Bereits seit längerer Zeit ist bekannt, wie die Stadt den Projektwettbewerb organisieren will. Es soll kein reiner Architektenwettbewerb sein, sondern ein kombinierter Projekt- und Investorenwettbewerb – ein Spezialfall, wie Raumplanerin Corina Vuilleumier sagte. In der ersten Phase können sich Bietergemeinschaften, zusammengesetzt aus Investor und Architekt, für die Teilnahme bewerben.

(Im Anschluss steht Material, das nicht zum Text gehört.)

//! Single-session report endpoints
//!
//! The per-session classification contract consumed by presentation
//! layers: per-metric band/label/value/source rows, the band tally, and
//! the coaching recommendations. Handlers only orchestrate fetches and
//! call the engine; no band or fallback logic lives here.

use axum::{
    extract::{Path, Query, State},
    routing::get,
    Json, Router,
};
use chrono::{DateTime, Utc};
use serde::{Deserialize, Serialize};
use tracing::warn;
use uuid::Uuid;

use gaiteval_common::{AnalysisSession, CameraAngle, Error, SessionStatus};

use crate::error::{ApiError, ApiResult};
use crate::recommend::{recommend, SessionAverages};
use crate::summary::{evaluate_session, MetricEvaluation, SessionSummary};
use crate::AppState;

/// Full evaluation of one session
#[derive(Debug, Serialize)]
pub struct SessionReportResponse {
    pub session_id: Uuid,
    pub created_at: DateTime<Utc>,
    pub summary: SessionSummary,
    /// Configured catalogue size, the "slots not yet evaluated"
    /// denominator
    pub catalogue_slots: usize,
    pub metrics: Vec<MetricEvaluation>,
    pub recommendations: Vec<String>,
}

/// GET /api/sessions/{id}/report
pub async fn session_report(
    State(state): State<AppState>,
    Path(session_id): Path<Uuid>,
) -> ApiResult<Json<SessionReportResponse>> {
    let listing = state.source.sessions.get_session(session_id).await?;
    if listing.status != SessionStatus::Completed {
        return Err(ApiError::Conflict(format!(
            "session {session_id} is not completed"
        )));
    }

    let mut session = AnalysisSession::new(listing);
    for angle in CameraAngle::all() {
        if !session.listing.has_angle(angle) {
            continue;
        }
        match state.source.results.fetch_result_set(session_id, angle).await {
            Ok(rs) => {
                session.result_sets.insert(angle, rs);
            }
            // Flagged as uploaded but gone from storage: degrade to the
            // remaining angles rather than failing the report
            Err(Error::NotFound(_)) => {
                warn!(session_id = %session_id, angle = %angle, "flagged angle has no result set");
            }
            Err(e) => return Err(e.into()),
        }
    }

    let evaluation = evaluate_session(state.registry, &session, state.catalogue_slots());
    let averages = SessionAverages::from_session(state.registry, &session);
    let recommendations = recommend(&averages);

    Ok(Json(SessionReportResponse {
        session_id,
        created_at: session.listing.created_at,
        summary: evaluation.summary,
        catalogue_slots: evaluation.catalogue_slots,
        metrics: evaluation.metrics,
        recommendations,
    }))
}

#[derive(Debug, Deserialize)]
pub struct FrameQuery {
    /// Angle to read the frame series from; defaults to `normal`
    pub angle: Option<String>,
}

/// One metric's intra-stride frame series
#[derive(Debug, Serialize)]
pub struct FrameSeriesResponse {
    pub session_id: Uuid,
    pub angle: CameraAngle,
    pub metric: String,
    /// One entry per video frame; `null` where the frame lacked the
    /// metric
    pub frames: Vec<Option<f64>>,
}

/// GET /api/sessions/{id}/frames/{metric}
///
/// Frame-by-frame series for single-session intra-stride charts. Never
/// used for cross-session trends.
pub async fn frame_series(
    State(state): State<AppState>,
    Path((session_id, metric)): Path<(Uuid, String)>,
    Query(query): Query<FrameQuery>,
) -> ApiResult<Json<FrameSeriesResponse>> {
    let angle = match query.angle.as_deref() {
        Some(s) => s
            .parse::<CameraAngle>()
            .map_err(|e| ApiError::BadRequest(e.to_string()))?,
        None => CameraAngle::Normal,
    };

    let series = state
        .source
        .results
        .fetch_frame_series(session_id, angle)
        .await?;
    if !series.keys.iter().any(|k| k == &metric) {
        return Err(ApiError::NotFound(format!(
            "metric {metric} not present in {angle} frame series"
        )));
    }

    Ok(Json(FrameSeriesResponse {
        session_id,
        angle,
        frames: series.series(&metric),
        metric,
    }))
}

/// Build session report routes
pub fn report_routes() -> Router<AppState> {
    Router::new()
        .route("/api/sessions/:session_id/report", get(session_report))
        .route(
            "/api/sessions/:session_id/frames/:metric",
            get(frame_series),
        )
}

Die Wettbewerbsjury entscheidet danach, welche Teams zum Wettbewerb zugelassen werden, und lädt schliesslich die Selektionierten ein, sich am Wettbewerb zu beteiligen. Eine unabhängige, ausgewogen zusammengesetzte Jury, der neben Vertretern der Stadt und Fachleuten aus der Architektur auch zwei VertreterInnen des Quartiers als Experten angehören (siehe Einleitung), wird schliesslich aus den eingereichten Projekten inkl. Finanzierungsvorschlag das Siegerprojekt erküren. Mit diesem Vorgehen könne die Stadt viel Einfluss nehmen auf das, was hier schliesslich gebaut werde.

Zeitplan

Die Stadt legt einen ambitionierten Zeitplan vor. Als erstes sollen die Ergebnisse des Workshops ins Programm und die Rahmenbedingungen eingearbeitet werden. Im Herbst soll die Bewerbungsphase mit der Selektionierung der Bietergemeinschaften beginnen, im kommenden Winter die Wettbewerbsphase, und bereits im Frühling/Sommer 2023 soll das Siegerprojekt vorliegen und dem Stadtrat zum Beschluss vorgelegt werden. Danach folgt die öffentliche Ausstellung der Projekte. Das Stadtparlament muss über den Baurechtsvertrag und den Sondernutzungsplan entscheiden – und dann nimmt das Projekt den üblichen Lauf mit Auflage- und Einsprachefrist bis zur definitiven Baubewilligung.